Suite l'accord commercial USA-Mexique-Canada, les gentilles entreprises canadiennes se sont rapidement mises à la page sur les bonnes pratiques importées des USA et elles ont fait appel à des dirigeants américains aux méthodes musclées.
De manière pratique, le cas de l'entreprise pétrolière canadienne TransCanada augure du futur européen. L'expert dans le transport de pétrole et de gaz a lancé en 2016 une plainte contre le gouvernement américain. Motif: pour des considérant environnementaux, le gouvernement Obama a refusé la construction d'un pipeline de pétrole des sables bitumineux canadiens pour relier les USA. Mise à l'écart, l'entreprise canadienne demande 13 milliards $ de dédommagement pour ce refus.
TransCanada fait partie de ces nouvelles générations d'organisations guerrières. Dès 2014, elle a engagé l'une des plus grande agence de relations publiques américaine, Edelman, pour faire pression sur le gouvernement US. Son propriétaire Richard Edleman avait déjà été condamné pour avoir monté en ligne de faux groupes de réseaux sociaux afin d'influencer l'opinion publique. Ces campagnes avaient été réalisées pour faire croire qu'elles venaient des citoyens alors que tout était conçu par les employés d'Edleman. Ces mêmes méthodes agressives ont été utilisées en faveur de TransCanada et le pipeline Keystone XXL.
Selon l' UNCTAD, l'année 2015 a vu un record de 70 entreprises privées qui ont lancé des nouvelles actions en justice contre les gouvernements grâce aux accords de libre-échange. Même si les gouvernements gagnent souvent les poursuites dans le format d'arbitrage ISDS, ils ont dépensé un montant moyen de 8 millions $ puisés sur les fonds publics. Mais pour les entreprises le jeu en vaut la chandelle. ( liste des entreprises et des pays)
De plus, la possibilité pour les entreprises privées de poursuivre les Etats a vu fleurir un nouveau business aux niveaux des grandes études d'avocats qui poussent et encourgagent les entreprises à tenter leur chance. ( lire dossier du Corporate Europe Observatory and the Transnational Institute. En anglais)

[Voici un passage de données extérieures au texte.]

//! Conversion between request/response JSON and stored BSON.
//!
//! Stored documents are rendered the way clients of the service expect to read them:
//! object ids become their hex string and dates become RFC 3339 strings. Other
//! non-JSON types fall back to their extended JSON form.

use bson::{Bson, Document, ser::serialize_to_bson};
use serde_json::{Map, Number, Value};

use crate::error::{ApiError, ApiResult};

/// Renders a BSON value as JSON.
pub fn to_json(bson: &Bson) -> Value {
    match bson {
        Bson::Null | Bson::Undefined => Value::Null,
        Bson::Boolean(value) => Value::Bool(*value),
        Bson::Int32(value) => Value::from(*value),
        Bson::Int64(value) => Value::from(*value),
        Bson::Double(value) => Number::from_f64(*value).map_or(Value::Null, Value::Number),
        Bson::String(value) => Value::String(value.clone()),
        Bson::ObjectId(id) => Value::String(id.to_hex()),
        Bson::DateTime(datetime) => Value::String(datetime.to_chrono().to_rfc3339()),
        Bson::Array(values) => Value::Array(values.iter().map(to_json).collect()),
        Bson::Document(document) => document_to_json(document),
        other => serde_json::to_value(other).unwrap_or(Value::Null),
    }
}

/// Renders a document as a JSON object.
pub fn document_to_json(document: &Document) -> Value {
    Value::Object(
        document
            .iter()
            .map(|(key, value)| (key.clone(), to_json(value)))
            .collect::<Map<_, _>>()
    )
}

/// Converts a JSON object from a request body into a document.
///
/// # Errors
///
/// Returns [`ApiError::Validation`] with `message` when `value` is not an object.
pub fn to_document(value: &Value, message: &str) -> ApiResult<Document> {
    if !value.is_object() {
        return Err(ApiError::Validation(message.to_string()));
    }

    match serialize_to_bson(value) {
        Ok(Bson::Document(document)) => Ok(document),
        Ok(_) => Err(ApiError::Validation(message.to_string())),
        Err(e) => Err(ApiError::Validation(e.to_string())),
    }
}

/// Converts a single JSON value into BSON.
pub fn to_bson(value: &Value) -> ApiResult<Bson> {
    serialize_to_bson(value).map_err(|e| ApiError::Validation(e.to_string()))
}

Importation de pétrole hautement polluant: Comment contourner les législations locales
Les domaines pétroliers et gaziers de l'accord sont passés totalement sous silence par les politiques européens. Dans la presse, aucun mot n'a transpiré sur la libéralisation des exportations de pétroles hautement polluants. Pourtant l'accord est clair: Il incorpore le pétrole bitumineux, le schiste ainsi que les entreprises actives dans ces domaines.
En 2012, pendant que l'Europe planchait sur le bannissement de l'importation du pétrole des sables bitumineux, le gouvernent canadien du premier ministre Harper travaillait dans l'ombre pour contourner toute entrave à une industrie pétrolière qui pèse plus de 20% dans les exportations du pays. La plus-value de la vente à l'Europe du pétrole bitumineux canadien, au lieu des prix bradés des USA, est estimée à plus de 7 milliards $ annuellement.
Dans son plan, Harper devait également «blanchir» le pétrole bitumineux de l'Alberta et le schiste, qui sont les formes de pétrole le plus dévastatrices pour l'environnement. Il fit appel à l'ancien lobbyiste du tabac Ezra Levant. Celui-ci inventa la notion de «Pétrole Éthique» via la Ethical Oil Institute. Le tour de force de ce génie de la communication fonctionna et réussi à semer le trouble avec, là encore, des méthodes guerrières dont les européens sont totalement désarmés.
In fine, il sera également possible pour les entreprises américaines, logées au Canada, de forcer l'exploitation de schiste sur le sol européen et de transgresser toutes les entraves procurées par les législations environnementales.